Re: Guppies, I want to understand the male's perspective on this!
^ you have solved your problem - the last para was beautiful. There is your solution. Live a little - catch uo with your family - give them your time. Enjoy.
Re: Guppies, I want to understand the male's perspective on this!
I am in a long distance relation with husband (just nikkah,wedding to take place end of year) in Australia.
You’re busy & wife understands & does not disturb for long. But when you’re free, you don’t bother messaging or contacting her. When after long, you finally realize it you expect her to be as normal as anything even for your vanishing behavior. She still says nothing and acts normal to avoid any fuss.
Wife tells you story of a third person she is worried about, you pay no interest to it since it’s about someone who doesn’t matter to you and you really don’t want to bother listening to gossip even if wife is really upset over it and wants to vent out and confide in you.
Wife sends you a picture of her, you hardly ever praise it. She is good looking, even more so than you are.
Wife has a difference of opinion on something. She tries to reason it out with you and during the process gets a little impatient since she is unable to convince you. The situation ends on a bit of a discussion. You go to a hide out for 3-4 days and don’t act your normal self. Wife is upset over the lack of understanding and the aloof behavior, she decides not to take things to discussion level anymore since you get upset over it and act disassociated. She avoids arguments since you dislike them and keeps putting them aside for your behavior.

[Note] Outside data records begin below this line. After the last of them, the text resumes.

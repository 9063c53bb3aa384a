use crate::card::{Card, CardKind};
use crate::state::*;
use thiserror::Error;

/// 游戏规则层面的预期拒绝
///
/// 这些都是正常游戏流程中会出现的失败（不该你行动、阶段不对、
/// 叫牌不合法等），调用方必须检查并分支处理，状态机本身从不 panic。
/// 被拒绝的操作保证不改变任何状态。
#[derive(Debug, Clone, Copy, PartialEq, Eq, Error)]
pub enum ActionError {
    #[error("房间已满")]
    RoomFull,
    #[error("玩家不存在")]
    PlayerNotFound,
    #[error("还没轮到你行动")]
    NotYourTurn,
    #[error("当前阶段不能执行这个操作")]
    WrongPhase,
    #[error("叫牌必须高于当前叫牌数")]
    BidTooLow,
    #[error("叫牌不能超过场上已放置的牌数")]
    BidTooHigh,
    #[error("只有最高叫牌者才能翻牌")]
    NotHighestBidder,
    #[error("目标没有可以翻开的牌")]
    NothingToFlip,
}

impl ActionError {
    /// 稳定的机器可读错误码，协议层原样下发给客户端
    pub fn code(&self) -> &'static str {
        match self {
            ActionError::RoomFull => "ROOM_FULL",
            ActionError::PlayerNotFound => "PLAYER_NOT_FOUND",
            ActionError::NotYourTurn => "INVALID_TURN",
            ActionError::WrongPhase => "INVALID_GAME_PHASE",
            ActionError::BidTooLow | ActionError::BidTooHigh => "INVALID_BID",
            ActionError::NotHighestBidder | ActionError::NothingToFlip => "INVALID_ACTION",
        }
    }
}

// --- 核心游戏流程 ---

impl GameState {
    /// 玩家加入房间
    ///
    /// 第一个加入的玩家成为当前行动者；第二名玩家在等待阶段加入时
    /// 触发一次（且仅一次）Waiting -> Placement 的转换。
    pub fn join(&mut self, id: PlayerId, name: impl Into<String>) -> Result<(), ActionError> {
        if self.players.len() >= MAX_PLAYERS {
            return Err(ActionError::RoomFull);
        }

        self.players.insert(
            id,
            Player {
                id,
                name: name.into(),
                hand_size: STARTING_HAND_SIZE,
                stack: Vec::new(),
                score: 0,
                connected: true,
            },
        );
        self.turn_order.push(id);

        if self.players.len() == 1 {
            self.current_player_id = Some(id);
        }
        if self.players.len() >= 2 && self.phase == GamePhase::Waiting {
            self.phase = GamePhase::Placement;
        }

        Ok(())
    }

    /// 玩家离开房间
    pub fn leave(&mut self, id: PlayerId) -> Result<(), ActionError> {
        if !self.players.contains_key(&id) {
            return Err(ActionError::PlayerNotFound);
        }
        self.remove_player(id);
        Ok(())
    }

    /// 标记玩家的连接状态，不产生任何其他状态影响
    /// （断线后的房间回收由协议层负责）
    pub fn set_connected(&mut self, id: PlayerId, connected: bool) {
        if let Some(player) = self.players.get_mut(&id) {
            player.connected = connected;
        }
    }

    /// 在自己的牌堆上放置一张面朝下的牌
    ///
    /// 所有在场玩家都至少放置了一张牌时进入叫牌阶段——这是唯一的
    /// 触发条件。中途加入的玩家还没放牌时，其余玩家可以继续在
    /// 自己的牌堆上叠加，数量没有上限。
    pub fn place_card(&mut self, player_id: PlayerId, kind: CardKind) -> Result<(), ActionError> {
        if self.current_player_id != Some(player_id) {
            return Err(ActionError::NotYourTurn);
        }
        if self.phase != GamePhase::Placement {
            return Err(ActionError::WrongPhase);
        }

        let player = self
            .players
            .get_mut(&player_id)
            .ok_or(ActionError::PlayerNotFound)?;
        player.stack.push(Card::face_down(kind));

        self.advance_turn();

        if self.players.values().all(|p| !p.stack.is_empty()) {
            self.phase = GamePhase::Bidding;
        }

        Ok(())
    }

    /// 叫牌：宣称自己能连续翻开 `amount` 张牌而不碰到骷髅
    ///
    /// 必须严格高于当前叫牌数，且不能超过场上已放置的牌的总数。
    pub fn bid(&mut self, player_id: PlayerId, amount: u32) -> Result<(), ActionError> {
        if self.current_player_id != Some(player_id) {
            return Err(ActionError::NotYourTurn);
        }
        if self.phase != GamePhase::Bidding {
            return Err(ActionError::WrongPhase);
        }
        if amount <= self.current_bid {
            return Err(ActionError::BidTooLow);
        }
        if amount > self.total_staked_cards() {
            return Err(ActionError::BidTooHigh);
        }

        self.current_bid = amount;
        self.highest_bidder_id = Some(player_id);
        self.advance_turn();

        Ok(())
    }

    /// 放弃叫牌
    ///
    /// 回合绕回到最高叫牌者时，叫牌结束，进入翻牌阶段。
    pub fn pass(&mut self, player_id: PlayerId) -> Result<(), ActionError> {
        if self.current_player_id != Some(player_id) {
            return Err(ActionError::NotYourTurn);
        }
        if self.phase != GamePhase::Bidding {
            return Err(ActionError::WrongPhase);
        }

        self.advance_turn();

        if self.highest_bidder_id.is_some() && self.current_player_id == self.highest_bidder_id {
            self.phase = GamePhase::Flipping;
            self.cards_flipped = 0;
        }

        Ok(())
    }

    /// 最高叫牌者翻开目标玩家牌堆中最早放置的、仍面朝下的一张牌
    ///
    /// - 翻到骷髅：本次挑战失败，进入结算阶段，出牌人损失一张手牌；
    ///   手牌耗尽的玩家被整体移出房间，效果等同于主动离开。
    /// - 翻到玫瑰且翻牌数达到叫牌数：挑战成功，进入结算阶段，得一分。
    /// - 否则停留在翻牌阶段，由叫牌者继续选择下一个目标（没有自动
    ///   的回合推进）。
    pub fn flip(
        &mut self,
        acting_player_id: PlayerId,
        target_player_id: PlayerId,
    ) -> Result<CardKind, ActionError> {
        if self.current_player_id != Some(acting_player_id) {
            return Err(ActionError::NotYourTurn);
        }
        if self.phase != GamePhase::Flipping {
            return Err(ActionError::WrongPhase);
        }
        if self.highest_bidder_id != Some(acting_player_id) {
            return Err(ActionError::NotHighestBidder);
        }

        let target = self
            .players
            .get_mut(&target_player_id)
            .ok_or(ActionError::PlayerNotFound)?;
        let card = target
            .stack
            .iter_mut()
            .find(|c| !c.face_up)
            .ok_or(ActionError::NothingToFlip)?;

        let revealed = card.flip();
        self.cards_flipped += 1;

        match revealed {
            CardKind::Skull => {
                self.phase = GamePhase::Result;
                let eliminated = match self.players.get_mut(&acting_player_id) {
                    Some(player) => {
                        player.hand_size = player.hand_size.saturating_sub(1);
                        player.hand_size == 0
                    }
                    None => false,
                };
                if eliminated {
                    self.remove_player(acting_player_id);
                }
            }
            CardKind::Rose => {
                if self.cards_flipped >= self.current_bid {
                    self.phase = GamePhase::Result;
                    if let Some(player) = self.players.get_mut(&acting_player_id) {
                        player.score += 1;
                        if player.score >= WINNING_SCORE {
                            self.winner_id = Some(acting_player_id);
                        }
                    }
                }
            }
        }

        Ok(revealed)
    }

    /// 结算之后开启新的一轮
    ///
    /// 清空所有人的牌堆、归零叫牌状态，首先行动的玩家从上一轮结束
    /// 时的值往后推一位。
    pub fn next_round(&mut self) -> Result<(), ActionError> {
        if self.phase != GamePhase::Result {
            return Err(ActionError::WrongPhase);
        }

        self.current_bid = 0;
        self.highest_bidder_id = None;
        self.cards_flipped = 0;
        self.winner_id = None;
        self.round += 1;

        for player in self.players.values_mut() {
            player.stack.clear();
        }

        if self.current_player_id.is_some() {
            self.advance_turn();
        } else {
            self.current_player_id = self.turn_order.first().copied();
        }

        self.phase = GamePhase::Placement;
        Ok(())
    }

    // --- 辅助逻辑 ---

    /// 沿加入顺序把行动权移交给下一名在场玩家
    fn advance_turn(&mut self) {
        let Some(current) = self.current_player_id else {
            return;
        };
        let Some(pos) = self.turn_order.iter().position(|id| *id == current) else {
            return;
        };

        let n = self.turn_order.len();
        for step in 1..=n {
            let candidate = self.turn_order[(pos + step) % n];
            if self.players.contains_key(&candidate) {
                self.current_player_id = Some(candidate);
                return;
            }
        }
    }

    /// 移除一名玩家：先在移除前的环上推进回合，再清理叫牌状态。
    /// 翻牌人离场会让本次挑战直接结算；其他人离场时叫数收缩到
    /// 场上剩余的总牌数，收缩后已达成的挑战同样立即结算。
    /// 玩家不足 2 人时退回等待阶段并把轮数重置为 1。
    fn remove_player(&mut self, id: PlayerId) {
        if self.current_player_id == Some(id) {
            self.advance_turn();
        }

        self.players.remove(&id);
        self.turn_order.retain(|p| *p != id);

        if self.current_player_id == Some(id) {
            // 离开的是场上最后一名（或唯一一名）玩家
            self.current_player_id = self.turn_order.first().copied();
        }

        if self.highest_bidder_id == Some(id) {
            // 最高叫牌者离场，本次叫牌子回合作废
            self.highest_bidder_id = None;
            self.current_bid = 0;
        }

        if self.players.len() < 2 {
            // 人数不足，对局回到等待阶段，不保留任何轮内状态
            self.phase = GamePhase::Waiting;
            self.round = 1;
            self.current_bid = 0;
            self.highest_bidder_id = None;
            self.cards_flipped = 0;
            self.winner_id = None;
            for player in self.players.values_mut() {
                player.stack.clear();
            }
            return;
        }

        // 离开者的牌堆随之消失，叫数不能超过场上剩余的总牌数
        let staked = self.total_staked_cards();
        if self.current_bid > staked {
            self.current_bid = staked;
        }

        if self.phase == GamePhase::Flipping {
            match self.highest_bidder_id {
                // 翻牌人自己离场，本次挑战作废，直接进入结算
                None => self.phase = GamePhase::Result,
                // 叫数收缩后挑战可能已经达成，按翻玫瑰成功处理
                Some(bidder_id) if self.cards_flipped >= self.current_bid => {
                    self.phase = GamePhase::Result;
                    if let Some(bidder) = self.players.get_mut(&bidder_id) {
                        bidder.score += 1;
                        if bidder.score >= WINNING_SCORE {
                            self.winner_id = Some(bidder_id);
                        }
                    }
                }
                Some(_) => {}
            }
        }
    }
}

// --- 单元测试 ---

You have work the entire week, you are loaded with it and she tries to be understanding and does not demand your time much. You have the weekend partly free and you still do not give her the time she needs. She gets a bit depressed.
You know she is upset over something but you never ask what it is and you carry on your casual conversation.
She does not contact you for 2 days, you don't do much either.
you don't call her cute, loving names or shower love in an expressive way much.
Please don't tell me things can't work out & such suggestions that Life1 posters usually give. I want suggestions to make it work and fix from my end not to make it worse. Its not all bad, there are many happy situations as well when he is happy and acts the same way but here i am looking for suggestions to tackle situations when they are on a low note.